EMA prepares for Brexit
Business continuity plan aims to preserve Agency's ability to protect public and animal health
The European Medicines Agency (EMA) has developed and initiated a business continuity plan to deal with the uncertainty and workload implications linked to the United Kingdom's (UK's) withdrawal from the European Union (EU) and the Agency's relocation.
“Preparing for the move, managing the necessary changes, and addressing challenges such as possible losses in skilled and experienced staff, in a proactive and efficient way requires considerable internal resources,” said Noel Wathion, EMA's Deputy Executive Director and head of EMA's Brexit task force. "With the business continuity plan we aim to ensure that the assessment of medicines is not disrupted and that patients in Europe continue to have access to high quality, safe and effective medicines.”
The business continuity plan is a tool that will help EMA take the difficult decision to reallocate the available resources as needed to maintain its priority activities over the next years. It categorises and prioritises tasks and activities according to their impact on public health and the Agency's ability to function. The plan sets out three layers of priority. In May, EMA started to scale back activities in the outer layer, so-called category 3 activities, to free up 43 staff by the end of 2017 who are focusing on the preparations for the UK's withdrawal from the EU and EMA's relocation. To achieve this, the Agency decided to temporarily suspend a number of activities including:
- the development of the European Medicines Web Portal, a new publicly-available online information source on all medicines marketed in the EU;
- EMA's contribution to the e-submission project that will allow applicants to electronically submit documents linked to authorisation requests for human and veterinary medicines in a secure and efficient way;
- the development of a transparency roadmap for EMA that lays out future transparency measures of the Agency; and
- participation in the benchmarking of medicines regulatory authorities in the EU as of 2018.
In addition, EMA reduced the number of audits as well as some corporate governance and support activities. Participation of EMA staff in external meetings or conferences has been reduced, as has the organisation of EMA meetings and workshops.
These types of activities can be put on hold for some time to free up or channel resources into core activities that need to be maintained under any circumstances. However, mid-to-long-term EMA will need to analyse how long these activities can be put on hold before they start to seriously undermine the quality of the Agency's work and its planning, and the expectations of stakeholders.
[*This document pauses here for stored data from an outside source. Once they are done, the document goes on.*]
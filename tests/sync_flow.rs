//! End-to-end reconciliation scenarios: two in-process nodes wired together
//! through stub transports, exercising discovery, the sync poller, and both
//! resend protocols without any real HTTP.

use async_trait::async_trait;
use relayd::context::RuntimeContext;
use relayd::enclave::{Enclave, SoftwareEnclave};
use relayd::error::{NetworkError, PublishError};
use relayd::network::client::P2pClient;
use relayd::network::discovery::{self, Discovery};
use relayd::network::helper::DiscoveryHelper;
use relayd::network::publish::{PayloadPublisher, ResendBatchPublisher};
use relayd::network::store::NetworkStore;
use relayd::payload::{BincodeCodec, EncodedPayload, PayloadCodec};
use relayd::recovery::batch_resend::BatchResendManager;
use relayd::recovery::batch_workflow::BatchWorkflowFactory;
use relayd::recovery::legacy_resend::LegacyResendManager;
use relayd::storage::{EncryptedTransaction, InMemoryTransactionStore, TransactionStore};
use relayd::sync::poller::SyncPoller;
use relayd::sync::resend_party_store::{ResendPartyStore, MAX_ATTEMPTS};
use relayd::sync::transaction_requester::TransactionRequester;
use relayd::types::{
    MessageHash, NodeInfo, NodeUri, PublicKey, PushBatchRequest, ResendBatchRequest, ResendRequest,
};
use std::sync::Arc;

/// One in-process node: enclave, stores, and the discovery stack.
struct Node {
    enclave: Arc<SoftwareEnclave>,
    store: Arc<InMemoryTransactionStore>,
    staging: Arc<InMemoryTransactionStore>,
    network_store: Arc<NetworkStore>,
    helper: Arc<DiscoveryHelper>,
    discovery: Arc<dyn Discovery>,
}

fn node(url: &str) -> Node {
    let ctx = RuntimeContext::new(NodeUri::parse(url).unwrap(), vec![], false);
    let enclave = Arc::new(SoftwareEnclave::generate(1));
    let network_store = Arc::new(NetworkStore::new());
    let helper = Arc::new(DiscoveryHelper::new(
        network_store.clone(),
        enclave.clone(),
        ctx.p2p_server_uri().clone(),
    ));
    helper.on_create();
    let discovery = discovery::create(&ctx, network_store.clone(), helper.clone());
    Node {
        enclave,
        store: Arc::new(InMemoryTransactionStore::new()),
        staging: Arc::new(InMemoryTransactionStore::new()),
        network_store,
        helper,
        discovery,
    }
}

fn only_key(node: &Node) -> PublicKey {
    node.enclave.public_keys().into_iter().next().unwrap()
}

async fn store_transaction_for(
    holder: &Node,
    recipient: &PublicKey,
    body: &[u8],
) -> MessageHash {
    let sender = only_key(holder);
    let payload = holder
        .enclave
        .encrypt_payload(body, &sender, &[recipient.clone()])
        .unwrap();
    let raw = BincodeCodec.encode(&payload).unwrap();
    let hash = MessageHash::digest(&payload.cipher_text);
    holder
        .store
        .save(EncryptedTransaction::new(hash.clone(), raw))
        .await
        .unwrap();
    hash
}

/// Delivers published payloads straight into the receiving node's store,
/// standing in for the push endpoint.
struct DirectPayloadDelivery {
    target_store: Arc<InMemoryTransactionStore>,
}

#[async_trait]
impl PayloadPublisher for DirectPayloadDelivery {
    async fn publish_payload(
        &self,
        payload: &EncodedPayload,
        _recipient: &PublicKey,
    ) -> Result<(), PublishError> {
        let raw = BincodeCodec.encode(payload).unwrap();
        let hash = MessageHash::digest(&payload.cipher_text);
        self.target_store
            .save(EncryptedTransaction::new(hash, raw))
            .await
            .unwrap();
        Ok(())
    }
}

/// Delivers flushed batches into the receiving node's batch manager,
/// standing in for the pushBatch endpoint.
struct DirectBatchDelivery {
    target: Arc<BatchResendManager>,
}

#[async_trait]
impl ResendBatchPublisher for DirectBatchDelivery {
    async fn publish_batch(
        &self,
        payloads: &[EncodedPayload],
        _target_url: &str,
    ) -> Result<(), PublishError> {
        let encoded_payloads = payloads
            .iter()
            .map(|p| BincodeCodec.encode(p).unwrap())
            .collect();
        self.target
            .store_resend_batch(PushBatchRequest { encoded_payloads })
            .await
            .unwrap();
        Ok(())
    }
}

/// Batch publisher for a node that never serves outbound batches in a test.
struct NoopBatchPublisher;

#[async_trait]
impl ResendBatchPublisher for NoopBatchPublisher {
    async fn publish_batch(&self, _: &[EncodedPayload], _: &str) -> Result<(), PublishError> {
        Ok(())
    }
}

/// Transport stub routing one node's client calls into another node's
/// discovery and legacy resend manager.
struct InProcessTransport {
    remote_discovery: Arc<dyn Discovery>,
    remote_resend: Arc<LegacyResendManager>,
}

#[async_trait]
impl P2pClient for InProcessTransport {
    async fn send_party_info(&self, _url: &str, info: &NodeInfo) -> Result<bool, NetworkError> {
        self.remote_discovery.on_update(info.clone());
        Ok(true)
    }

    async fn make_resend_request(
        &self,
        _url: &str,
        request: &ResendRequest,
    ) -> Result<bool, NetworkError> {
        Ok(self.remote_resend.resend(request.clone()).await.is_ok())
    }

    async fn push_payload(&self, _: &str, _: &[u8]) -> Result<bool, NetworkError> {
        Ok(true)
    }

    async fn push_batch(&self, _: &str, _: &PushBatchRequest) -> Result<bool, NetworkError> {
        Ok(true)
    }
}

/// Transport stub where the remote node never accepts anything.
struct DeadTransport;

#[async_trait]
impl P2pClient for DeadTransport {
    async fn send_party_info(&self, _: &str, _: &NodeInfo) -> Result<bool, NetworkError> {
        Ok(false)
    }

    async fn make_resend_request(&self, _: &str, _: &ResendRequest) -> Result<bool, NetworkError> {
        Ok(false)
    }

    async fn push_payload(&self, _: &str, _: &[u8]) -> Result<bool, NetworkError> {
        Ok(false)
    }

    async fn push_batch(&self, _: &str, _: &PushBatchRequest) -> Result<bool, NetworkError> {
        Ok(false)
    }
}

#[tokio::test]
async fn sync_round_recovers_transactions_held_by_a_peer() {
    let a = node("http://node-a:8080");
    let b = node("http://node-b:8080");
    let a_key = only_key(&a);

    // B holds a transaction addressed to A
    let hash = store_transaction_for(&b, &a_key, b"private payload").await;

    // A already knows B exists, e.g. from a previous announcement
    a.discovery.on_update(b.helper.build_current());

    // B's resend path delivers straight back into A's store
    let b_resend = Arc::new(LegacyResendManager::new(
        b.enclave.clone(),
        b.store.clone(),
        Arc::new(BincodeCodec),
        Arc::new(DirectPayloadDelivery {
            target_store: a.store.clone(),
        }),
        10,
    ));
    let transport = Arc::new(InProcessTransport {
        remote_discovery: b.discovery.clone(),
        remote_resend: b_resend,
    });

    let resend_party_store = Arc::new(ResendPartyStore::new());
    let requester = Arc::new(TransactionRequester::new(
        a.enclave.clone(),
        transport.clone(),
    ));
    let poller = SyncPoller::new(
        resend_party_store.clone(),
        requester,
        a.discovery.clone(),
        transport,
    );

    for handle in poller.run().await {
        handle.await.unwrap();
    }

    // A now holds the transaction and can decrypt it
    let recovered = a.store.retrieve_by_hash(&hash).await.unwrap().unwrap();
    let payload = BincodeCodec.decode(&recovered.payload).unwrap();
    let opened = a.enclave.unencrypt_transaction(&payload, &a_key).unwrap();
    assert_eq!(opened, b"private payload");

    // B also learned about A through the announcement
    assert!(b
        .network_store
        .get_active_nodes()
        .iter()
        .any(|n| n.uri == NodeUri::parse("http://node-a:8080").unwrap()
            && n.keys.contains(&a_key)));

    // the successful party is not re-queued
    assert!(resend_party_store.get_next_party().is_none());
}

#[tokio::test]
async fn batch_resend_round_trip_fills_the_staging_store() {
    let a = node("http://node-a:8080");
    let b = node("http://node-b:8080");
    let a_key = only_key(&a);

    let mut hashes = Vec::new();
    for n in 0..7u8 {
        hashes.push(store_transaction_for(&b, &a_key, &[n; 16]).await);
    }

    // B must know which node holds A's key to target the batches
    b.discovery.on_update(a.helper.build_current());

    // A's manager only receives here; it never publishes
    let a_manager = Arc::new(BatchResendManager::new(
        a.store.clone(),
        a.staging.clone(),
        Arc::new(BincodeCodec),
        BatchWorkflowFactory::new(
            a.enclave.clone(),
            a.network_store.clone(),
            Arc::new(NoopBatchPublisher),
        ),
        100,
    ));

    let b_manager = BatchResendManager::new(
        b.store.clone(),
        b.staging.clone(),
        Arc::new(BincodeCodec),
        BatchWorkflowFactory::new(
            b.enclave.clone(),
            b.network_store.clone(),
            Arc::new(DirectBatchDelivery {
                target: a_manager.clone(),
            }),
        ),
        100,
    );

    let response = b_manager
        .resend_batch(ResendBatchRequest {
            public_key: a_key,
            batch_size: Some(3),
        })
        .await
        .unwrap();

    assert_eq!(response.total, 7);
    assert_eq!(a.staging.transaction_count().await.unwrap(), 7);
    for hash in hashes {
        assert!(a.staging.retrieve_by_hash(&hash).await.unwrap().is_some());
    }
}

#[tokio::test]
async fn disabled_discovery_pins_the_network_view_to_configured_peers() {
    let peer_uri = NodeUri::parse("http://trusted:8080").unwrap();
    let ctx = RuntimeContext::new(
        NodeUri::parse("http://node-a:8080").unwrap(),
        vec![peer_uri.clone()],
        true,
    );
    let enclave = Arc::new(SoftwareEnclave::generate(1));
    let network_store = Arc::new(NetworkStore::new());
    let helper = Arc::new(DiscoveryHelper::new(
        network_store.clone(),
        enclave,
        ctx.p2p_server_uri().clone(),
    ));
    helper.on_create();
    let disc = discovery::create(&ctx, network_store.clone(), helper);

    let trusted = node("http://trusted:8080");
    let intruder = node("http://intruder:8080");

    disc.on_update(intruder.helper.build_current());
    disc.on_update(trusted.helper.build_current());

    let nodes = network_store.get_active_nodes();
    assert!(nodes.iter().any(|n| n.uri == peer_uri));
    assert!(!nodes
        .iter()
        .any(|n| n.uri == NodeUri::parse("http://intruder:8080").unwrap()));
}

#[tokio::test]
async fn unreachable_peer_is_retried_then_evicted() {
    let a = node("http://node-a:8080");
    let b = node("http://node-b:8080");

    a.discovery.on_update(b.helper.build_current());

    let resend_party_store = Arc::new(ResendPartyStore::new());
    let transport = Arc::new(DeadTransport);
    let requester = Arc::new(TransactionRequester::new(
        a.enclave.clone(),
        transport.clone(),
    ));
    let poller = SyncPoller::new(
        resend_party_store.clone(),
        requester,
        a.discovery.clone(),
        transport,
    );

    // every round fails and re-queues with one more attempt, until eviction
    for round in 0..MAX_ATTEMPTS {
        let handles = poller.run().await;
        assert_eq!(handles.len(), 1, "round {round} should retry the peer");
        for handle in handles {
            handle.await.unwrap();
        }
    }

    // evicted for good: the seen-set blocks re-qualification
    assert!(poller.run().await.is_empty());
}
Category 2, the second highest priority, consists of activities, such as the proactive publication of clinical data, and various initiatives aimed at promoting availability of medicines as well as some political priorities of the EU, for example, EMA's contribution to the fight against antimicrobial resistance or the Agency's interactions with Health Technology Assessment (HTA) bodies. These activities will be maintained for as long as possible, workload and staffing situation permitting, in order to maintain the development of new medicines.
Category 1 includes the highest priority activities that are either directly related to the assessment and safety monitoring of medicines or vital to maintaining the infrastructure of the European regulatory system for medicines, including for example the coordination of actions to protect the safety of patients in all EU Member States, inspections across the EU or maintenance of the functionality and security of critical IT applications used by all Member States. It is absolutely crucial to uphold these activities as any disruption would almost immediately have a detrimental effect on the health and well-being of citizens in Europe and would also jeopardise production and distribution of medicines in the EU.
Further iterations of the business continuity plan will also take into account various scenarios for staff losses and how these may affect the delivery of category 1 and 2 activities. Unexpected higher, faster or more permanent loss of staff as a consequence of the Agency's relocation may lead to a situation in which EMA's operations can no longer be maintained.
EMA will provide further updates on the implementation of its business continuity plan as necessary.
- The plan was developed by a Task Force that was established immediately after the UK referendum to assess the consequences of the vote and prepare for both the necessary operational changes and the meanwhile confirmed move to a new location.
- The European Medicines Web Portal aims to give patients access to high-quality information on all medicines authorised in the EU via one single easily accessible information system. In the meantime, all information on medicines currently published by EMA will remain accessible and up-to-date via the EMA website.